Exercise:
Below are the entries; give again exactly the lines from the one mentioning "pub enum CloseOutcome" through the one mentioning "let mut registry", inclusive.
*** Data extracts Section Begins ***
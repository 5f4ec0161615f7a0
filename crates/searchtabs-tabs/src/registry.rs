//! Tab Registry
//!
//! Ordered collection of open tabs plus the focused-tab pointer. Lives on the
//! UI thread; engine notifications arrive there already, so nothing here is
//! locked.

use url::Url;

use searchtabs_storage::StorageContext;
use searchtabs_theme::{Color, ColorPalette, ThemeChange};

use crate::error::TabError;
use crate::session::{SessionId, TabSession};
use crate::state::TabState;
use crate::surface::{SessionEvent, SurfaceFactory};
use crate::Result;

/// What observers (window chrome) hear about.
#[derive(Debug, Clone, PartialEq, Eq)]
pub enum TabEvent {
    Added(SessionId),
    Closed(SessionId),
    /// Close was refused because it was the last tab
    CloseRejected(SessionId),
    Focused(SessionId),
    LoadStarted(SessionId),
    Progress { id: SessionId, percent: u8 },
    LoadFinished { id: SessionId, success: bool },
    TitleChanged { id: SessionId, title: String },
}

#[derive(Debug, Clone, Copy, PartialEq, Eq)]
pub enum CloseOutcome {
    Closed,
    /// The tab was the last one and is still open
    Rejected,
}

type Observer = Box<dyn FnMut(&TabEvent)>;

pub struct TabRegistry {
    context: StorageContext,
    factory: Box<dyn SurfaceFactory>,
    home: Url,
    background: Color,
    sessions: Vec<TabSession>,
    focused: Option<SessionId>,
    next_id: u64,
    observers: Vec<Observer>,
}

impl TabRegistry {
    /// Take ownership of the storage context and open the first tab.
    pub fn open(
        context: StorageContext,
        factory: Box<dyn SurfaceFactory>,
        home: Url,
        palette: &ColorPalette,
    ) -> Result<Self> {
        let mut registry = Self {
            context,
            factory,
            home,
            background: palette.background,
            sessions: Vec::new(),
            focused: None,
            next_id: 0,
            observers: Vec::new(),
        };

        registry.add_tab()?;

        Ok(registry)
    }

    /// Open a new tab on the home page and focus it.
    pub fn add_tab(&mut self) -> Result<SessionId> {
        let mut surface = self.factory.create_surface()?;
        surface.bind(&self.context);
        surface.set_background(self.background);

        let id = SessionId(self.next_id);
        self.next_id += 1;

        let mut session = TabSession::new(id, surface);
        session.surface_mut().navigate(&self.home);
        session.start_loading()?;

        self.sessions.push(session);
        self.focused = Some(id);

        tracing::info!(tab_id = %id, url = %self.home, tab_count = self.sessions.len(), "New tab added");

        self.emit(TabEvent::Added(id));
        self.emit(TabEvent::Focused(id));

        Ok(id)
    }

    /// Close a tab. The last remaining tab is never closed.
    pub fn close_tab(&mut self, id: SessionId) -> Result<CloseOutcome> {
        let index = self.index_of(id).ok_or(TabError::NotFound(id))?;

        if self.sessions.len() == 1 {
            tracing::info!(tab_id = %id, "Cannot close last tab");
            self.emit(TabEvent::CloseRejected(id));
            return Ok(CloseOutcome::Rejected);
        }

        let mut session = self.sessions.remove(index);
        if let Err(e) = session.transition_to(TabState::Closed) {
            tracing::warn!(tab_id = %id, error = %e, "Closing tab in unexpected state");
        }
        // Releases the rendering surface
        drop(session);

        tracing::info!(tab_id = %id, index, "Tab closed");
        self.emit(TabEvent::Closed(id));

        if self.focused == Some(id) {
            let next = index.min(self.sessions.len() - 1);
            let next_id = self.sessions[next].id();
            self.focused = Some(next_id);
            self.emit(TabEvent::Focused(next_id));
        }

        Ok(CloseOutcome::Closed)
    }

    pub fn close_focused_tab(&mut self) -> Result<CloseOutcome> {
        let id = self.focused.ok_or(TabError::NoFocusedTab)?;
        self.close_tab(id)
    }

    pub fn focus(&mut self, id: SessionId) -> Result<()> {
        if self.index_of(id).is_none() {
            return Err(TabError::NotFound(id));
        }

        if self.focused != Some(id) {
            self.focused = Some(id);
            self.emit(TabEvent::Focused(id));
        }

        Ok(())
    }

    /// Focus the tab after the focused one, wrapping around.
    pub fn focus_next(&mut self) -> Option<SessionId> {
        let current = self.focused.and_then(|id| self.index_of(id))?;
        let next_id = self.sessions[(current + 1) % self.sessions.len()].id();

        if self.focused != Some(next_id) {
            self.focused = Some(next_id);
            self.emit(TabEvent::Focused(next_id));
        }

        Some(next_id)
    }

    /// Relay an engine notification for one tab.
    ///
    /// Pure forwarding: failures become tab state, nothing is retried, and
    /// events for tabs that are already gone are dropped.
    pub fn handle_event(&mut self, id: SessionId, event: SessionEvent) {
        let Some(session) = self.sessions.iter_mut().find(|s| s.id() == id) else {
            tracing::debug!(tab_id = %id, ?event, "Event for unknown tab ignored");
            return;
        };

        if let Err(e) = session.apply(&event) {
            tracing::warn!(tab_id = %id, ?event, error = %e, "Ignoring lifecycle event");
            return;
        }

        let tab_event = match event {
            SessionEvent::NavigationStarted => {
                tracing::info!(tab_id = %id, "Page load started");
                TabEvent::LoadStarted(id)
            }
            SessionEvent::Progress { .. } => TabEvent::Progress {
                id,
                percent: session.progress(),
            },
            SessionEvent::NavigationFinished { success } => {
                tracing::info!(tab_id = %id, success, "Page load finished");
                TabEvent::LoadFinished { id, success }
            }
            SessionEvent::TitleChanged { title } => {
                tracing::info!(tab_id = %id, title = %title, "Tab title updated");
                TabEvent::TitleChanged { id, title }
            }
        };

        self.emit(tab_event);
    }

    /// Restyle every live surface. Tab state is untouched.
    pub fn apply_palette(&mut self, palette: &ColorPalette) {
        self.background = palette.background;
        for session in &mut self.sessions {
            session.surface_mut().set_background(palette.background);
        }

        tracing::debug!(background = %palette.background, tab_count = self.sessions.len(), "Tabs restyled");
    }

    pub fn on_theme_changed(&mut self, change: &ThemeChange) {
        self.apply_palette(&change.palette);
    }

    pub fn subscribe<F>(&mut self, observer: F)
    where
        F: FnMut(&TabEvent) + 'static,
    {
        self.observers.push(Box::new(observer));
    }

    pub fn len(&self) -> usize {
        self.sessions.len()
    }

    /// Always false once `open` has returned.
    pub fn is_empty(&self) -> bool {
        self.sessions.is_empty()
    }

    pub fn sessions(&self) -> &[TabSession] {
        &self.sessions
    }

    pub fn session(&self, id: SessionId) -> Option<&TabSession> {
        self.sessions.iter().find(|s| s.id() == id)
    }

    pub fn focused(&self) -> Option<SessionId> {
        self.focused
    }

    pub fn focused_session_mut(&mut self) -> Option<&mut TabSession> {
        let id = self.focused?;
        self.sessions.iter_mut().find(|s| s.id() == id)
    }

    pub fn home(&self) -> &Url {
        &self.home
    }

    pub fn context(&self) -> &StorageContext {
        &self.context
    }

    fn index_of(&self, id: SessionId) -> Option<usize> {
        self.sessions.iter().position(|s| s.id() == id)
    }

    fn emit(&mut self, event: TabEvent) {
        for observer in &mut self.observers {
            observer(&event);
        }
    }
}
*** Data extracts Section Ends ***
Task response:
pub enum CloseOutcome {
    Closed,
    /// The tab was the last one and is still open
    Rejected,
}

type Observer = Box<dyn FnMut(&TabEvent)>;

pub struct TabRegistry {
    context: StorageContext,
    factory: Box<dyn SurfaceFactory>,
    home: Url,
    background: Color,
    sessions: Vec<TabSession>,
    focused: Option<SessionId>,
    next_id: u64,
    observers: Vec<Observer>,
}

impl TabRegistry {
    /// Take ownership of the storage context and open the first tab.
    pub fn open(
        context: StorageContext,
        factory: Box<dyn SurfaceFactory>,
        home: Url,
        palette: &ColorPalette,
    ) -> Result<Self> {
        let mut registry = Self {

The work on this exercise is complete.